1. May the associate attorney run for the mayoral seat, in light of the appointment power of the mayor, and still be in compliance with the Rules Governing Professional Conduct; and


2. If elected mayor, may the associate attorney continue in the employ of the judge in the private law firm.

         Section 100.2(A) of the Rules Governing Judicial Conduct requires a judge “to conduct himself or herself at all times in a manner that promotes public confidence in the integrity and impartiality of the judiciary.”

         In Opinion 99-70 (Vol. XVIII) – which presented a related situation – this Committee stated:


Section 100.6(B)(3) of the Rules Governing Judicial Conduct relates to the practice of law by part-time judges. That rule prohibits a part-time judge from permitting his or her partners or associates to practice law in the court in which he or she is a judge. The partner was not allowed to practice law in the City Court prior to the candidacy for mayor and would still be prohibited during the campaign and after the election.


City Courts are state courts and City Judges are State officials. The mayor, as a city official has no control over the salary or other employment benefits of City Judges. Therefore, there is no appearance of impropriety manifested by the partnership relationship between the judge and the mayor.


In addition, the mere fact that the City Judge maintains a law partnership with an individual who seeks election as mayor does not manifest an endorsement of the partner’s candidacy and would not, therefore, violate the Rule prohibiting partisan political involvement by a judge. 22 NYCRR 100.5(A)(1)(c)(and (e).


Accordingly, the inquiring part-time judge may continue in private law practice with a partner, who seeks the elected office of mayor.

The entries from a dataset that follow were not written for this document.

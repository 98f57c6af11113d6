//! Actuarial assumptions: economic rates, demographic tables and the valuation year

mod demographics;
mod rates;
pub mod loader;

pub use demographics::{BySex, Demographics};
pub use rates::EconomicRates;
pub use loader::LoadedAssumptions;

use chrono::Datelike;
use std::path::Path;

/// Container for every constant the engine reads
///
/// Passed explicitly into each engine call so tests and scenario runs can
/// substitute alternate tables without touching global state.
#[derive(Debug, Clone, PartialEq)]
pub struct Assumptions {
    pub rates: EconomicRates,
    pub demographics: Demographics,

    /// Calendar year the model treats as "now"
    pub valuation_year: i32,
}

impl Assumptions {
    /// Reference constants valued at the current calendar year
    pub fn reference() -> Self {
        Self::reference_for_year(current_calendar_year())
    }

    /// Reference constants valued at a fixed year
    pub fn reference_for_year(valuation_year: i32) -> Self {
        Self {
            rates: EconomicRates::reference(),
            demographics: Demographics::reference(),
            valuation_year,
        }
    }

    /// Load assumptions from CSV files in the default location (data/assumptions/)
    pub fn from_csv() -> Result<Self, Box<dyn std::error::Error>> {
        Self::from_csv_path(Path::new(loader::DEFAULT_ASSUMPTIONS_PATH))
    }

    /// Load assumptions from CSV files in a specific directory
    pub fn from_csv_path(path: &Path) -> Result<Self, Box<dyn std::error::Error>> {
        let loaded = LoadedAssumptions::load_from(path)?;
        Ok(Self::from_loaded(&loaded))
    }

    /// Build from already-loaded tables; missing entries keep reference values
    pub fn from_loaded(loaded: &LoadedAssumptions) -> Self {
        Self {
            rates: EconomicRates::from_loaded(loaded),
            demographics: Demographics::from_loaded(loaded),
            valuation_year: loaded.valuation_year().unwrap_or_else(current_calendar_year),
        }
    }

    /// Copy of these assumptions valued at another year
    pub fn at_year(mut self, valuation_year: i32) -> Self {
        self.valuation_year = valuation_year;
        self
    }

    /// Copy of these assumptions with salary growth scaled by `multiplier`
    pub fn with_salary_growth_multiplier(mut self, multiplier: f64) -> Self {
        self.rates.salary_growth *= multiplier;
        self
    }
}

impl Default for Assumptions {
    fn default() -> Self {
        Self::reference()
    }
}

fn current_calendar_year() -> i32 {
    chrono::Local::now().year()
}

#[cfg(test)]
mod tests {
    use super::*;

    #[test]
    fn test_csv_matches_reference_tables() {
        let loaded = Assumptions::from_csv().expect("Failed to load assumptions");
        let reference = Assumptions::reference();

        assert_eq!(loaded.rates, reference.rates);
        assert_eq!(loaded.demographics, reference.demographics);
    }

    #[test]
    fn test_growth_multiplier_only_touches_growth() {
        let base = Assumptions::reference_for_year(2025);
        let scaled = base.clone().with_salary_growth_multiplier(1.5);

        assert!((scaled.rates.salary_growth - 0.045).abs() < 1e-12);
        assert_eq!(scaled.rates.inflation, base.rates.inflation);
        assert_eq!(scaled.valuation_year, 2025);
    }

    #[test]
    fn test_loaded_valuation_year_wins() {
        let mut loaded = LoadedAssumptions::default();
        loaded.rates.insert("valuation_year".to_string(), 2031.0);
        loaded.demographics.insert("retirement_age".to_string(), (62.0, 67.0));

        let assumptions = Assumptions::from_loaded(&loaded);
        assert_eq!(assumptions.valuation_year, 2031);
        assert_eq!(assumptions.demographics.retirement_age.male, 67);
        assert_eq!(assumptions.rates, EconomicRates::reference());
    }
}
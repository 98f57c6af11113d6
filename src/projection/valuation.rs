//! Valuation adjustments: inflation discounting, replacement rate and benchmarks
//!
//! Supports:
//! - Real (inflation-discounted) value of a future nominal benefit
//! - Replacement rate against the current gross salary
//! - Illustrative average-pension benchmark in the retirement year

use crate::assumptions::Assumptions;
use crate::error::EngineError;
use crate::simulation::Sex;

/// Round to 2 decimal places, as every reported amount is
pub fn round2(value: f64) -> f64 {
    (value * 100.0).round() / 100.0
}

/// Inflation discount anchored at the valuation year
#[derive(Debug, Clone, Copy, PartialEq)]
pub struct InflationDiscount {
    /// Annual inflation rate
    pub rate: f64,

    /// Year whose prices are "today's" prices
    pub valuation_year: i32,
}

impl InflationDiscount {
    pub fn from_assumptions(assumptions: &Assumptions) -> Self {
        Self {
            rate: assumptions.rates.inflation,
            valuation_year: assumptions.valuation_year,
        }
    }

    /// real = nominal / (1 + inflation)^(year - valuation_year)
    pub fn real_value(&self, nominal: f64, year: i32) -> f64 {
        nominal / (1.0 + self.rate).powi(year - self.valuation_year)
    }
}

/// Pension as a percentage of gross salary
pub fn replacement_rate(pension: f64, gross_salary: f64) -> Result<f64, EngineError> {
    if gross_salary <= 0.0 || !gross_salary.is_finite() {
        return Err(EngineError::Computation(format!(
            "replacement rate undefined for gross salary {}",
            gross_salary
        )));
    }
    Ok(pension / gross_salary * 100.0)
}

/// Average pension in `year`, grown from the valuation-year benchmark
pub fn benchmark_pension(year: i32, sex: Sex, assumptions: &Assumptions) -> f64 {
    let base = assumptions.demographics.benchmark_pension.get(sex);
    base * (1.0 + assumptions.rates.benchmark_growth).powi(year - assumptions.valuation_year)
}

/// Monthly salary not covered by sick-leave benefits, on average
pub fn sick_leave_impact(gross_salary: f64, sex: Sex, assumptions: &Assumptions) -> f64 {
    let days = assumptions.demographics.sick_leave_days.get(sex);
    days / 365.0 * gross_salary * assumptions.rates.sick_leave_uncovered_ratio()
}

#[cfg(test)]
mod tests {
    use super::*;
    use approx::assert_relative_eq;

    #[test]
    fn test_round2() {
        assert_eq!(round2(1588.4449), 1588.44);
        assert_eq!(round2(1588.4471), 1588.45);
        assert_eq!(round2(-2.004), -2.0);
    }

    #[test]
    fn test_real_value_discounts_future() {
        let discount = InflationDiscount {
            rate: 0.025,
            valuation_year: 2025,
        };

        let real = discount.real_value(3000.0, 2045);
        assert_relative_eq!(real, 3000.0 / 1.025_f64.powi(20), epsilon = 1e-9);
        assert!(real < 3000.0);
        assert_eq!(discount.real_value(3000.0, 2025), 3000.0);
    }

    #[test]
    fn test_real_value_in_past_is_an_increase() {
        let discount = InflationDiscount {
            rate: 0.025,
            valuation_year: 2025,
        };

        let real = discount.real_value(3000.0, 2020);
        assert!(real > 3000.0);
        assert_relative_eq!(real, 3000.0 * 1.025_f64.powi(5), epsilon = 1e-9);
    }

    #[test]
    fn test_replacement_rate() {
        assert_relative_eq!(replacement_rate(2500.0, 5000.0).unwrap(), 50.0);
        assert!(matches!(
            replacement_rate(2500.0, 0.0),
            Err(EngineError::Computation(_))
        ));
    }

    #[test]
    fn test_benchmark_growth() {
        let assumptions = Assumptions::reference_for_year(2025);

        assert_eq!(benchmark_pension(2025, Sex::Male, &assumptions), 2500.0);
        assert_eq!(benchmark_pension(2025, Sex::Female, &assumptions), 2100.0);
        assert_relative_eq!(
            benchmark_pension(2035, Sex::Male, &assumptions),
            2500.0 * 1.02_f64.powi(10),
            epsilon = 1e-9
        );
    }

    #[test]
    fn test_sick_leave_impact() {
        let assumptions = Assumptions::reference_for_year(2025);
        let impact = sick_leave_impact(5000.0, Sex::Female, &assumptions);
        assert_relative_eq!(impact, 16.0 / 365.0 * 5000.0 * 0.2, epsilon = 1e-9);
    }
}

         However, in the instant matter there is a fundamental and decisive difference. The inquiring judge in the instant case holds the office of Acting City Court Judge, a position over which the mayor has appointive authority. Therefore, while it is settled that the associate attorney may continue in the employ of the inquiring judge during his or her campaign for mayor, the judge may not continue in law practice with the individual should he or she become mayor. The appearance of impropriety inherent in this relationship, given the appointive authority of the mayor, would in our opinion, constitute a bar to a continuing professional relationship (Opinion 90-21, (Vol. V) [mayor may not appear before judge he/she appointed]).